Stratégie OTAN pour l'intelligence artificielle – synthèse
- L’intelligence artificielle (IA) est en train de transformer, au niveau mondial, l’environnement de défense et de sécurité. Si elle représente une occasion sans précédent de consolider notre avance technologique, elle va également donner un coup d’accélérateur à l’évolution des menaces auxquelles nous sommes confrontés. Elle aura aussi probablement, en tant que technologie socle, des répercussions sur l’ensemble des activités entreprises par l’Alliance dans le cadre de ses trois tâches fondamentales que sont la défense collective, la gestion de crise et la sécurité coopérative.
- Afin de préserver l’avance technologique dont dispose l’OTAN, nous nous engageons à collaborer et à coopérer entre Alliés sur toutes les questions liées aux applications de l’IA à la défense et à la sécurité transatlantiques. L’OTAN et les Alliés peuvent accélérer ces travaux en amplifiant les efforts qu’accomplissent plusieurs de leurs organismes pour tirer parti de l’IA.
- L’objectif de la présente stratégie est quadruple :
- jeter les bases qui permettront à l’OTAN et aux Alliés de montrer l’exemple et de piloter le développement et l’utilisation responsables de l’IA pour les besoins de la défense et de la sécurité des Alliés ;
- accélérer et simplifier l’adoption de l’IA dans les domaines du développement et de la fourniture de capacités, afin d’améliorer les travaux visant à renforcer l’interopérabilité en la matière au sein de l’Alliance, notamment en proposant des cas d’utilisation ainsi que de nouvelles structures et de nouveaux programmes ;
- protéger et suivre de près nos technologies IA et notre capacité d’innover dans ce domaine, en traitant les questions de politique de sécurité telles que l’opérationnalisation de nos principes pour une utilisation responsable ;
- déterminer les menaces liées à l’utilisation malveillante de l’IA par des acteurs étatiques et non étatiques et s’en prémunir.
- L’Alliance a pour but d’utiliser l’IA à l’appui de ses trois tâches fondamentales, dans un cadre interopérable. Elle le fera de manière entendue et responsable sur l’ensemble de son spectre applicatif (entreprise, soutien de la mission et opérationnel), et ce dans le respect du droit international.
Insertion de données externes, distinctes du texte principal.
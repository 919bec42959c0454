//! STT (Speech-to-Text) module.
//!
//! # Architecture
//!
//! ```text
//! ┌──────────────────────────────────────────────────────┐
//! │             SpeechRecognizer (trait)                  │
//! │                                                      │
//! │   ┌─────────────┐    ┌──────────────────────────┐    │
//! │   │  SttConfig   │───▶│ ApiRecognizer            │    │
//! │   │ - base_url   │    │ POST multipart WAV       │    │
//! │   │ - model/lang │    │ /v1/audio/transcriptions │    │
//! │   └─────────────┘    └────────────┬─────────────┘    │
//! │                                   ▼                  │
//! │                         ┌──────────────────┐         │
//! │                         │  transcribe()    │         │
//! │                         │  wav → text      │         │
//! │                         └──────────────────┘         │
//! └──────────────────────────────────────────────────────┘
//! ```
//!
//! # Quick start
//!
//! ```rust,no_run
//! use robot_voice::config::SttConfig;
//! use robot_voice::stt::{ApiRecognizer, SpeechRecognizer};
//!
//! let engine = ApiRecognizer::from_config(&SttConfig::default());
//! let wav = std::fs::read("orden.wav").unwrap();
//! let text = engine.transcribe(&wav).unwrap();
//! println!("{text}");
//! ```

pub mod engine;

// ── Public re-exports ──────────────────────────────────────────────────────

pub use engine::{ApiRecognizer, SpeechRecognizer, SttError};

// test-only re-export so the pipeline test module can import MockRecognizer.
#[cfg(test)]
pub use engine::MockRecognizer;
Compte tenu du rôle moteur du secteur civil privé et du monde universitaire dans le domaine du développement de l’IA, cette stratégie sera rendue possible par une coopération substantielle entre l’OTAN, le secteur privé1 et le monde universitaire, par des équipes OTAN maîtrisant les aspects techniques et politiques de l’IA, par une infrastructure de données robuste, adéquate et sécurisée, et par des moyens de cyberdéfense appropriés.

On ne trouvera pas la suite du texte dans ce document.